*** Opening Given entries ***

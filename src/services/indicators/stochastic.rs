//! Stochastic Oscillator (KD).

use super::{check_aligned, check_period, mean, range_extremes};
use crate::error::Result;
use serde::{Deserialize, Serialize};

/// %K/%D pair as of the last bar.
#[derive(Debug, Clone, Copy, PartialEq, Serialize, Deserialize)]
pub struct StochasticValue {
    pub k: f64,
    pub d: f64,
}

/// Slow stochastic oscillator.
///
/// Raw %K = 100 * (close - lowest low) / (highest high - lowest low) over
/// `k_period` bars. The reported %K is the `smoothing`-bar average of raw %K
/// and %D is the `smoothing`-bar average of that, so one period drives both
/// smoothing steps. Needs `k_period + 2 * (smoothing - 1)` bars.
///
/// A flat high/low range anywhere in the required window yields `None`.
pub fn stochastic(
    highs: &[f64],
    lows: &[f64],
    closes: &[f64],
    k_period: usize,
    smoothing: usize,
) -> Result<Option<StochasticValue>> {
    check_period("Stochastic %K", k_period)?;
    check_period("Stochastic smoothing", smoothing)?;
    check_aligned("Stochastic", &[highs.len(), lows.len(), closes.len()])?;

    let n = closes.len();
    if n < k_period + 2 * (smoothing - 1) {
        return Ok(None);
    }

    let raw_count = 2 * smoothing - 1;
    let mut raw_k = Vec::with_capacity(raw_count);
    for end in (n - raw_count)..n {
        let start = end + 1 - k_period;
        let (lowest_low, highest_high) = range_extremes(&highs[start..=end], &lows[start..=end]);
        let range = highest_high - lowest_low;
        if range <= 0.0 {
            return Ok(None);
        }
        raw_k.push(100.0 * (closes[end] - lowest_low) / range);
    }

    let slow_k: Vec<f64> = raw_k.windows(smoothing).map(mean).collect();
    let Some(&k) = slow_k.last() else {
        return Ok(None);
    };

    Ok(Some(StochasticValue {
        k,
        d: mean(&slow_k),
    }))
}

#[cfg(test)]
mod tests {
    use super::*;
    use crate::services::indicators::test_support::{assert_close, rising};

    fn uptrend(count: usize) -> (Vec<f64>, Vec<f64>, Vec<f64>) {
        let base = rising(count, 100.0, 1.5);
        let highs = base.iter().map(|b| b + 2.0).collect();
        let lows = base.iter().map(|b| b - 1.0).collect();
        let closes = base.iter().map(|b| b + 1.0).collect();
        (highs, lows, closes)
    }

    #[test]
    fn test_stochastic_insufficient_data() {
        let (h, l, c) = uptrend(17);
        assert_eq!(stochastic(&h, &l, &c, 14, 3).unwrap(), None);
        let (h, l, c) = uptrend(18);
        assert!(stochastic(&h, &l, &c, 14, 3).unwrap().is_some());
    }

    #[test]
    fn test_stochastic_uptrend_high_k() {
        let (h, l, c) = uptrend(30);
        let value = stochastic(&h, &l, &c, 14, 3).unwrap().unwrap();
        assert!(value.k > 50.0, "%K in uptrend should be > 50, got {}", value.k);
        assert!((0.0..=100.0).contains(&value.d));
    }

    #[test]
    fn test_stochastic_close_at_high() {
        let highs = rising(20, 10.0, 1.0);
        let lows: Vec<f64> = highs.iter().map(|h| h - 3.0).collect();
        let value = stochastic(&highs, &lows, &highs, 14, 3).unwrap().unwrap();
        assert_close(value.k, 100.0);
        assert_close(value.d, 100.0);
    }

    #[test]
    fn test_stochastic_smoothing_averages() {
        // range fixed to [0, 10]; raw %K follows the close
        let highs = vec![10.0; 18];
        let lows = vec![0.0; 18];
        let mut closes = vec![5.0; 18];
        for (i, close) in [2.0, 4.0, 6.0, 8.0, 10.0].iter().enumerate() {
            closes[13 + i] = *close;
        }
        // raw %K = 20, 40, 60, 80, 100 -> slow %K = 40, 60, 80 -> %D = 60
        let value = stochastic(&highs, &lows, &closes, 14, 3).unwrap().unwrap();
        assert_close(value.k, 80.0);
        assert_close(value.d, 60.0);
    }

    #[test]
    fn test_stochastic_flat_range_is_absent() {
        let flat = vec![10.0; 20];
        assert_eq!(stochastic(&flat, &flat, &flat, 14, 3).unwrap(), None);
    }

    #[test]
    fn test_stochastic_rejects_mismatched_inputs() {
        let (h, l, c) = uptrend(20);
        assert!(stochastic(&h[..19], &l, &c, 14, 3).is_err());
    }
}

*** Closing Given entries ***
*** Opening Given entries ***

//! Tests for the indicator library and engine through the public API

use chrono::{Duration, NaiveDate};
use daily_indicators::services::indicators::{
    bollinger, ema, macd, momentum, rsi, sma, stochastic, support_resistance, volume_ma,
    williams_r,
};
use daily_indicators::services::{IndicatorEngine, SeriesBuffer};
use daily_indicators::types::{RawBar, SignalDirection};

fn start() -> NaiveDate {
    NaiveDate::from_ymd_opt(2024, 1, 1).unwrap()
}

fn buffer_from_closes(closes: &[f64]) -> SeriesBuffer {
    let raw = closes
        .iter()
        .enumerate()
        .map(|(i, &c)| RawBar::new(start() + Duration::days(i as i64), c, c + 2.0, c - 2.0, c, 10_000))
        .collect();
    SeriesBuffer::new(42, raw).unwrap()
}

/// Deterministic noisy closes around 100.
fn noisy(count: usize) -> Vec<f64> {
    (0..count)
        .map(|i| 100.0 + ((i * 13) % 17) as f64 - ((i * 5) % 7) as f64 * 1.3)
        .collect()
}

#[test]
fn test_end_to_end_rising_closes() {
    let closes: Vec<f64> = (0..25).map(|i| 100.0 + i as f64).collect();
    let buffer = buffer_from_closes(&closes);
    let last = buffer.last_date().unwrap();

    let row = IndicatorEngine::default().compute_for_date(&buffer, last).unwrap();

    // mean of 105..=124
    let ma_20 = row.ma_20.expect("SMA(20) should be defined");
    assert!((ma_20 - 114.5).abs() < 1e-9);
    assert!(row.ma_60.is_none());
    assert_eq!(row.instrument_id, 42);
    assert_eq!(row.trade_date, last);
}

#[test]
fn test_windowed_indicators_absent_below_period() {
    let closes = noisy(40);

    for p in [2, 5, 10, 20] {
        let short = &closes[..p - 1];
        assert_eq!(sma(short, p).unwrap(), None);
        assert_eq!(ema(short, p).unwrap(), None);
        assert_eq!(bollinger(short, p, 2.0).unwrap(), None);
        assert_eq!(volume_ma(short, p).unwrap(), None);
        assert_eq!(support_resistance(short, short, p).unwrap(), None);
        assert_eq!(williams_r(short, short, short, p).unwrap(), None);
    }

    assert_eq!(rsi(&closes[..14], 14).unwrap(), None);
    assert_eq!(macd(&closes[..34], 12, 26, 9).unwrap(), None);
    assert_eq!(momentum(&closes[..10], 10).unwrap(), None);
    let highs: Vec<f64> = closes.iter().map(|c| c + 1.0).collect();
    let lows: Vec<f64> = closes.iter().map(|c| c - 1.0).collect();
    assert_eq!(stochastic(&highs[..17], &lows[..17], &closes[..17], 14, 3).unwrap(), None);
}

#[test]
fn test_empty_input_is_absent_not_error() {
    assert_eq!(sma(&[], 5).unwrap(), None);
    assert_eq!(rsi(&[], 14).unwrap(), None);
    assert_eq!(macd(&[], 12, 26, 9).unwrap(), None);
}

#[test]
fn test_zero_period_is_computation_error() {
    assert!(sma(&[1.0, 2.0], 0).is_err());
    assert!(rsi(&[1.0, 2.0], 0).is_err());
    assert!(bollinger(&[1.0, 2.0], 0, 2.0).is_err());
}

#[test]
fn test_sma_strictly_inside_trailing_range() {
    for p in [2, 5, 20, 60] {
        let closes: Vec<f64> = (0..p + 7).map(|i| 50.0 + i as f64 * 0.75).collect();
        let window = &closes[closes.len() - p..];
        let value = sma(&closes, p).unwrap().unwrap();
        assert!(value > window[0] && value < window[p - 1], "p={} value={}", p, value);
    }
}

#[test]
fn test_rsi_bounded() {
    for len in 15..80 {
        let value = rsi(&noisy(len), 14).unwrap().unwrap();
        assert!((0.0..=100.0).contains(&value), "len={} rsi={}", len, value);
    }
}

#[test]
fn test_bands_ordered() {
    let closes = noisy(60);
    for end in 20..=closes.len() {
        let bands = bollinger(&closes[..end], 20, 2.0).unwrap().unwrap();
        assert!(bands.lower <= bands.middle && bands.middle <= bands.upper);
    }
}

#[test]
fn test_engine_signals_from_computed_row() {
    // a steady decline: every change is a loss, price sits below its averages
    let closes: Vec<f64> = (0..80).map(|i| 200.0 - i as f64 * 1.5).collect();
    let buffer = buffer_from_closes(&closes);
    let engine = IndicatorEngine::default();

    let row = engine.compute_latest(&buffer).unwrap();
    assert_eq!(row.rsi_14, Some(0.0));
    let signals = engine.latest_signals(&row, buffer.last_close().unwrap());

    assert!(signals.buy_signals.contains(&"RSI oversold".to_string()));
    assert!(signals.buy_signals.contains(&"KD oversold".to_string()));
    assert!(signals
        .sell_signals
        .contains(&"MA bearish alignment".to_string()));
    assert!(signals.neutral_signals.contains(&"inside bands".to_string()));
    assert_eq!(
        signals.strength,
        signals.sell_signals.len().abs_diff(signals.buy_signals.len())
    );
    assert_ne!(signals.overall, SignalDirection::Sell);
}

*** Closing Given entries ***

§ Exercise brief:
The response should hold exactly the lines starting at the line with "filename src/services/indicators/stochastic.rs" and ending at the line with "the last bar.", and no other line of the material above.

§ Exercise output:
filename src/services/indicators/stochastic.rs
//! Stochastic Oscillator (KD).

use super::{check_aligned, check_period, mean, range_extremes};
use crate::error::Result;
use serde::{Deserialize, Serialize};

/// %K/%D pair as of the last bar.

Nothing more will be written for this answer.